▶ Material for the task:
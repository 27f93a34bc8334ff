//! Socket and connection management.
//!
//! Provides session pooling and socket handling mirroring Chromium's `net/socket/`:
//! - [`pool`]: Session pooling (6 per host, 256 total)
//! - [`connectjob`]: DNS → TCP → proxy → TLS → HTTP/2 preface
//! - [`session`]: Session identity and lifecycle state
//! - [`proxy`]: HTTP/HTTPS CONNECT and SOCKS5 tunnels
//! - [`tls`]: Fingerprinted TLS with BoringSSL

pub mod client;
pub mod connectjob;
pub mod pool;
pub mod proxy;
pub mod session;
pub mod stream;
pub mod tls;

pub use self::pool::{Checkout, PoolKey, SessionPool};
pub use self::session::{Session, SessionState};
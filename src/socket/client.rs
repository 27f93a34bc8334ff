use crate::base::neterror::NetError;
use crate::socket::session::{Session, SessionState};
use crate::socket::stream::{probe, BoxedSocket, Liveness};
use tokio::io::BufReader;

const READ_BUFFER: usize = 16 * 1024;

/// An HTTP/1.1 connection: the buffered transport plus its session state.
///
/// Tracks usage for reuse detection, following Chromium's
/// `IdleSocket::IsUsable()`.
#[derive(Debug)]
pub struct ClientSocket {
    io: BufReader<BoxedSocket>,
    session: Session,
    was_used: bool,
}

impl ClientSocket {
    pub fn new(socket: BoxedSocket, session: Session) -> Self {
        Self {
            io: BufReader::with_capacity(READ_BUFFER, socket),
            session,
            was_used: false,
        }
    }

    pub fn id(&self) -> u64 {
        self.session.id()
    }

    pub fn session(&self) -> &Session {
        &self.session
    }

    pub fn session_mut(&mut self) -> &mut Session {
        &mut self.session
    }

    /// Mark the socket as having been used for a request.
    pub fn mark_used(&mut self) {
        self.was_used = true;
    }

    pub fn was_ever_used(&self) -> bool {
        self.was_used
    }

    /// Whether an idle socket can carry a new request. A socket that was
    /// never used only needs to be open; a used one must also have nothing
    /// unread.
    pub fn is_usable(&mut self) -> Result<(), NetError> {
        if self.session.is_closed() {
            return Err(NetError::ConnectionClosed);
        }
        match probe(&mut self.io) {
            Liveness::Idle => Ok(()),
            Liveness::Closed => Err(NetError::ConnectionClosed),
            Liveness::UnexpectedData if self.was_used => Err(NetError::InvalidHttpResponse),
            Liveness::UnexpectedData => Ok(()),
        }
    }

    /// Buffered transport for the request writer and response parser.
    pub fn io(&mut self) -> &mut BufReader<BoxedSocket> {
        &mut self.io
    }

    /// Back to `Idle` after a completed exchange.
    pub fn set_idle(&mut self) {
        if self.session.transition(SessionState::Idle).is_err() {
            self.session.close();
        }
    }

    /// `Idle` to `Active` on checkout.
    pub fn set_active(&mut self) -> Result<(), NetError> {
        self.session
            .transition(SessionState::Active)
            .map_err(|_| NetError::ConnectionClosed)
    }
}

▶ Task to carry out:
Report each line of the data in which "BoxedSocket" occurs.

▶ Task solution:
use crate::socket::stream::{probe, BoxedSocket, Liveness};
    io: BufReader<BoxedSocket>,
    pub fn new(socket: BoxedSocket, session: Session) -> Self {
    pub fn io(&mut self) -> &mut BufReader<BoxedSocket> {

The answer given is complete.